Goal of the exercise. Pull from the data below each line where the word "seeded" occurs, and copy it.
··· The input ···
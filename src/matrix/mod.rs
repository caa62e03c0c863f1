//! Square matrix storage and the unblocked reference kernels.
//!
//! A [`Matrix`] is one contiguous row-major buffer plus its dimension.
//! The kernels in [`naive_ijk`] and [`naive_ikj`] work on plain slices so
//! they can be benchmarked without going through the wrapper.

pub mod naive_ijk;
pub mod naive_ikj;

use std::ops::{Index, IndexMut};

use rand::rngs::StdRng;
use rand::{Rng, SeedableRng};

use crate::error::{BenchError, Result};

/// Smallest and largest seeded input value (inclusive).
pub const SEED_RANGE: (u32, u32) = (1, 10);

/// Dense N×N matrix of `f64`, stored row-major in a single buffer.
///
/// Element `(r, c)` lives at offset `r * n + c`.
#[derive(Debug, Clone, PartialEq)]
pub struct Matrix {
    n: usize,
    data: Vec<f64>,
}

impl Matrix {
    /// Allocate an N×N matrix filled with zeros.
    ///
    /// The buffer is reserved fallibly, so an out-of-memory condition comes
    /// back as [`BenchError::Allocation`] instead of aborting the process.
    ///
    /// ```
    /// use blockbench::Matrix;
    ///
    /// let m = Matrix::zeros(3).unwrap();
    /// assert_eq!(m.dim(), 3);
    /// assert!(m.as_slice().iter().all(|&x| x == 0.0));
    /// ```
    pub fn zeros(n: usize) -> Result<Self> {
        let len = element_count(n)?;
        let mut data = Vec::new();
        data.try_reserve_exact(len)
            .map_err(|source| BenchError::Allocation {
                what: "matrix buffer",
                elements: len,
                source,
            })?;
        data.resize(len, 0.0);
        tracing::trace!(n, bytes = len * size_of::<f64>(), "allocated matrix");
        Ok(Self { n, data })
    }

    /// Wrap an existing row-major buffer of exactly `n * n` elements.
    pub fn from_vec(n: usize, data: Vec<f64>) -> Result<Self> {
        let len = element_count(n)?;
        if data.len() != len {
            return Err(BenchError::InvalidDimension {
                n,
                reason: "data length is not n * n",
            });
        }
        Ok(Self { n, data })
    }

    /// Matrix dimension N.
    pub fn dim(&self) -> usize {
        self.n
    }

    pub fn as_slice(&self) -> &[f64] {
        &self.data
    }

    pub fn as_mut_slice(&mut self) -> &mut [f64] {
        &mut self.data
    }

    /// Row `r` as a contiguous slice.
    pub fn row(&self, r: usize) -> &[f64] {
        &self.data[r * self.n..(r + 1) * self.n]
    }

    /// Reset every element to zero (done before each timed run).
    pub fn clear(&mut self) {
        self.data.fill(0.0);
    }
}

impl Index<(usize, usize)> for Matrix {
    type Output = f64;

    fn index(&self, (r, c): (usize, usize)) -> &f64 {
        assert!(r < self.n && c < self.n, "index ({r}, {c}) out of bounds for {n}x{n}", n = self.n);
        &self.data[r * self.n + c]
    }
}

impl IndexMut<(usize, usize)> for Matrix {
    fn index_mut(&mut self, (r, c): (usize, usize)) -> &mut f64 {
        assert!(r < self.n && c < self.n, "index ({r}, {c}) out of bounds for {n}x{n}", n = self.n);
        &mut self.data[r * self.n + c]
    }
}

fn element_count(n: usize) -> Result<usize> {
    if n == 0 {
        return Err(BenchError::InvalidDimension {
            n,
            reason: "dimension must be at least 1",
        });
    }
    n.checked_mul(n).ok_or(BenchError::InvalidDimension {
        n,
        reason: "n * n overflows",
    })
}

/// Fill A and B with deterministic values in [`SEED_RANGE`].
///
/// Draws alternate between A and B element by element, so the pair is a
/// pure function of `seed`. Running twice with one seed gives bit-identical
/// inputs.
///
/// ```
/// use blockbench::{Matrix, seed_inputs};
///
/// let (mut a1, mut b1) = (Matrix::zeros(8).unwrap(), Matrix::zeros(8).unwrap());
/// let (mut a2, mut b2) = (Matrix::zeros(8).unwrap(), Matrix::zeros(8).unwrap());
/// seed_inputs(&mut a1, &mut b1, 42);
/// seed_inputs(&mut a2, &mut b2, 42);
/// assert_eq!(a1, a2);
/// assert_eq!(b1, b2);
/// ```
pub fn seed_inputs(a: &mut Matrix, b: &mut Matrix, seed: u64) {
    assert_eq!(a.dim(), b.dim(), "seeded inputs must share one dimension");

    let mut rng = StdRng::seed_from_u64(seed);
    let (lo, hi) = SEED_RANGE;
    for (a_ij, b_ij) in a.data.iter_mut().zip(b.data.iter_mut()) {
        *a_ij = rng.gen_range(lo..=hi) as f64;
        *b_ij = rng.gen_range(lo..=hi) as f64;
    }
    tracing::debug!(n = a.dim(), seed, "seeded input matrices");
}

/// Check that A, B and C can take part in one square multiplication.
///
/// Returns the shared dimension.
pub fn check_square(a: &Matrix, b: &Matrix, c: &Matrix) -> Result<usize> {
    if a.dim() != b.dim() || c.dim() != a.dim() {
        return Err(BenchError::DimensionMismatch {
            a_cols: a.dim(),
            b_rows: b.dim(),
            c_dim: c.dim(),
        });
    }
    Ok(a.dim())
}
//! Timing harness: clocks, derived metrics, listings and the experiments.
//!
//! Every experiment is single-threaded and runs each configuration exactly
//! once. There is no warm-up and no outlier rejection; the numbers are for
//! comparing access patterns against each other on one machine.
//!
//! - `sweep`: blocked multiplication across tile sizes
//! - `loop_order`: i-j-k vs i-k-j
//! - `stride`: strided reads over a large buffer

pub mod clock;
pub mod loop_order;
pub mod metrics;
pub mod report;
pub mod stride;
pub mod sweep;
···
Solution to this problem.
/// Smallest and largest seeded input value (inclusive).
    assert_eq!(a.dim(), b.dim(), "seeded inputs must share one dimension");
    tracing::debug!(n = a.dim(), seed, "seeded input matrices");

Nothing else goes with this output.